In other state Medicaid news --
Georgia Health News: List Shows Provider Tax's Bottom Line For Hospitals
The state's Medicaid agency has released an updated list of hospital "winners and losers" under the Georgia hospital provider tax. The hospital levy has helped Georgia raise money for its Medicaid program, which along with PeachCare serves 1.7 million Georgians. Generally, a hospital pays 1.45 percent of its net patient revenue in tax. The state, at the same time, offsets this expense through an increase of 11.88 percent in hospital Medicaid payments. In fiscal 2011, the state collected $215 million in fees, which were used to draw down an added $590 million in federal funds, used for paying Medicaid providers, according to the state Department of Community Health (Miller, 7/24).
California Healthline: Timeline Delineates Duals Project Tasks
The state Department of Health Care Services has released a timeline of deadlines and target dates for its Coordinated Care Initiative, also known as the duals demonstration project.
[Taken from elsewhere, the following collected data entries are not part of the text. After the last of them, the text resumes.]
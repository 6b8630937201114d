// Copyright 2025 the Compotes Authors
// SPDX-License-Identifier: Apache-2.0 OR MIT

//! Public types for the document: node identifiers, observation flags, and records.

use alloc::string::String;

use kurbo::Size;

/// Identifier for a node in the document (generational).
#[derive(Copy, Clone, Debug, Eq, PartialEq, Hash)]
pub struct NodeId(pub(crate) u32, pub(crate) u32);

impl NodeId {
    pub(crate) const fn new(idx: u32, generation: u32) -> Self {
        Self(idx, generation)
    }

    pub(crate) const fn idx(self) -> usize {
        self.0 as usize
    }
}

/// Identifier for an observer registered with [`Document::observe`](crate::Document::observe).
#[derive(Copy, Clone, Debug, Eq, PartialEq, Hash)]
pub struct ObserverId(pub(crate) u32);

bitflags::bitflags! {
    /// What an observer is interested in.
    #[derive(Clone, Copy, Debug, PartialEq, Eq, Hash)]
    pub struct ObserveFlags: u8 {
        /// Children added to or removed from the target.
        const CHILD_LIST = 0b0000_0001;
        /// Attribute (and inline style) changes on the target.
        const ATTRIBUTES = 0b0000_0010;
        /// Extend `CHILD_LIST` and `ATTRIBUTES` to every descendant of the target.
        const SUBTREE    = 0b0000_0100;
        /// Client size changes of the target itself.
        const RESIZE     = 0b0000_1000;
    }
}

/// A change observed on the document.
#[derive(Clone, Debug, PartialEq)]
pub enum Record {
    /// A child was appended to or removed from `target`.
    ChildList {
        /// The parent whose child list changed.
        target: NodeId,
    },
    /// An attribute of `target` changed. Inline styles report the name `style`.
    Attribute {
        /// The element whose attribute changed.
        target: NodeId,
        /// Attribute name.
        name: String,
    },
    /// The client size of `target` changed (or was reported for the first time).
    Resize {
        /// The resized element.
        target: NodeId,
        /// The new client size.
        size: Size,
    },
}

impl Record {
    /// The node this record is about.
    pub fn target(&self) -> NodeId {
        match self {
            Self::ChildList { target }
            | Self::Attribute { target, .. }
            | Self::Resize { target, .. } => *target,
        }
    }

    pub(crate) fn flag(&self) -> ObserveFlags {
        match self {
            Self::ChildList { .. } => ObserveFlags::CHILD_LIST,
            Self::Attribute { .. } => ObserveFlags::ATTRIBUTES,
            Self::Resize { .. } => ObserveFlags::RESIZE,
        }
    }
}
// Copyright 2025 the Compotes Authors
// SPDX-License-Identifier: Apache-2.0 OR MIT

//! Host-clocked timers.
//!
//! Nothing here reads a clock. The host passes a monotonic timestamp in
//! milliseconds to each call (the same convention as pointer timestamps), and
//! polls from its event loop through a widget's `tick(now)`.
//!
//! ```
//! use compotes_lifecycle::timer::Debounce;
//!
//! let mut resize = Debounce::new(100);
//! assert!(resize.call(0), "first call runs immediately");
//! assert!(!resize.call(10));
//! assert!(!resize.call(50), "bursts are coalesced");
//! assert!(!resize.poll(120));
//! assert!(resize.poll(150), "trailing call is due 100ms after the last one");
//! assert!(!resize.poll(500));
//! ```

/// Coalesces bursts of calls into one trailing call.
///
/// The very first call is flushed immediately so the initial observation is not
/// delayed. Later calls push a deadline `delay` milliseconds ahead; [`Debounce::poll`]
/// reports once when that deadline passes.
#[derive(Clone, Debug, PartialEq, Eq)]
pub struct Debounce {
    delay: u64,
    flushed_first: bool,
    deadline: Option<u64>,
}

impl Debounce {
    /// Default delay used by observer callbacks.
    pub const DEFAULT_DELAY: u64 = 100;

    /// Create a debouncer with `delay` milliseconds of quiet time.
    pub const fn new(delay: u64) -> Self {
        Self {
            delay,
            flushed_first: false,
            deadline: None,
        }
    }

    /// Signal a call at `now`. Returns `true` when the callback should run immediately.
    pub fn call(&mut self, now: u64) -> bool {
        if !self.flushed_first {
            self.flushed_first = true;
            return true;
        }
        self.deadline = Some(now.saturating_add(self.delay));
        false
    }

    /// Returns `true` once when the trailing call is due.
    pub fn poll(&mut self, now: u64) -> bool {
        match self.deadline {
            Some(deadline) if now >= deadline => {
                self.deadline = None;
                true
            }
            _ => false,
        }
    }

    /// Whether a trailing call is pending.
    pub fn is_pending(&self) -> bool {
        self.deadline.is_some()
    }

    /// Drop any pending call. The next call is flushed immediately again.
    pub fn reset(&mut self) {
        self.flushed_first = false;
        self.deadline = None;
    }
}

impl Default for Debounce {
    fn default() -> Self {
        Self::new(Self::DEFAULT_DELAY)
    }
}

/// A single cancellable deadline.
#[derive(Clone, Debug, Default, PartialEq, Eq)]
pub struct Timeout {
    deadline: Option<u64>,
}

impl Timeout {
    /// An unarmed timeout.
    pub const fn new() -> Self {
        Self { deadline: None }
    }

    /// Arm (or re-arm) the timeout to fire `delay` milliseconds after `now`.
    pub fn arm(&mut self, now: u64, delay: u64) {
        self.deadline = Some(now.saturating_add(delay));
    }

    /// Disarm without firing.
    pub fn cancel(&mut self) {
        self.deadline = None;
    }

    /// Whether the timeout is armed.
    pub fn is_armed(&self) -> bool {
        self.deadline.is_some()
    }

    /// Returns `true` once when the deadline has passed, disarming the timeout.
    pub fn poll(&mut self, now: u64) -> bool {
        match self.deadline {
            Some(deadline) if now >= deadline => {
                self.deadline = None;
                true
            }
            _ => false,
        }
    }
}

#[cfg(test)]
mod tests {
    use super::*;

    #[test]
    fn debounce_restarts_after_reset() {
        let mut d = Debounce::new(100);
        assert!(d.call(0));
        assert!(!d.call(5));
        assert!(d.is_pending());
        d.reset();
        assert!(!d.is_pending());
        assert!(!d.poll(1_000));
        assert!(d.call(1_000), "first call after reset is flushed");
    }

    #[test]
    fn timeout_fires_once() {
        let mut t = Timeout::new();
        assert!(!t.poll(0));
        t.arm(10, 300);
        assert!(t.is_armed());
        assert!(!t.poll(309));
        assert!(t.poll(310));
        assert!(!t.poll(400));
        t.arm(400, 0);
        t.cancel();
        assert!(!t.poll(400));
    }
}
Eventually, the duals project hopes to move about one million Californians dually eligible for Medi-Cal and Medicare benefits into Medi-Cal managed care plans. The idea, state officials have said, is to provide better, more integrated care by pooling the funding sources from two disparate programs. Coordinated care could provide stronger case management, offer needed services and save state and federal dollars. The pilot program in eight counties, beginning in March, 2013, will serve about 700,000 of the state's dual eligible (Gorn, 7/24).
Kaiser Health News: Capsules: Minnesota Wants Outside Audit Of Medicaid HMOs
The Minnesota Department of Human Services announced Monday that it is seeking bids for an outside audit of Medicaid payment rates for fiscal years 2003 through 2011. The move follows months of controversy over whether the state's contracts have been too generous (Stawicki, 7/24).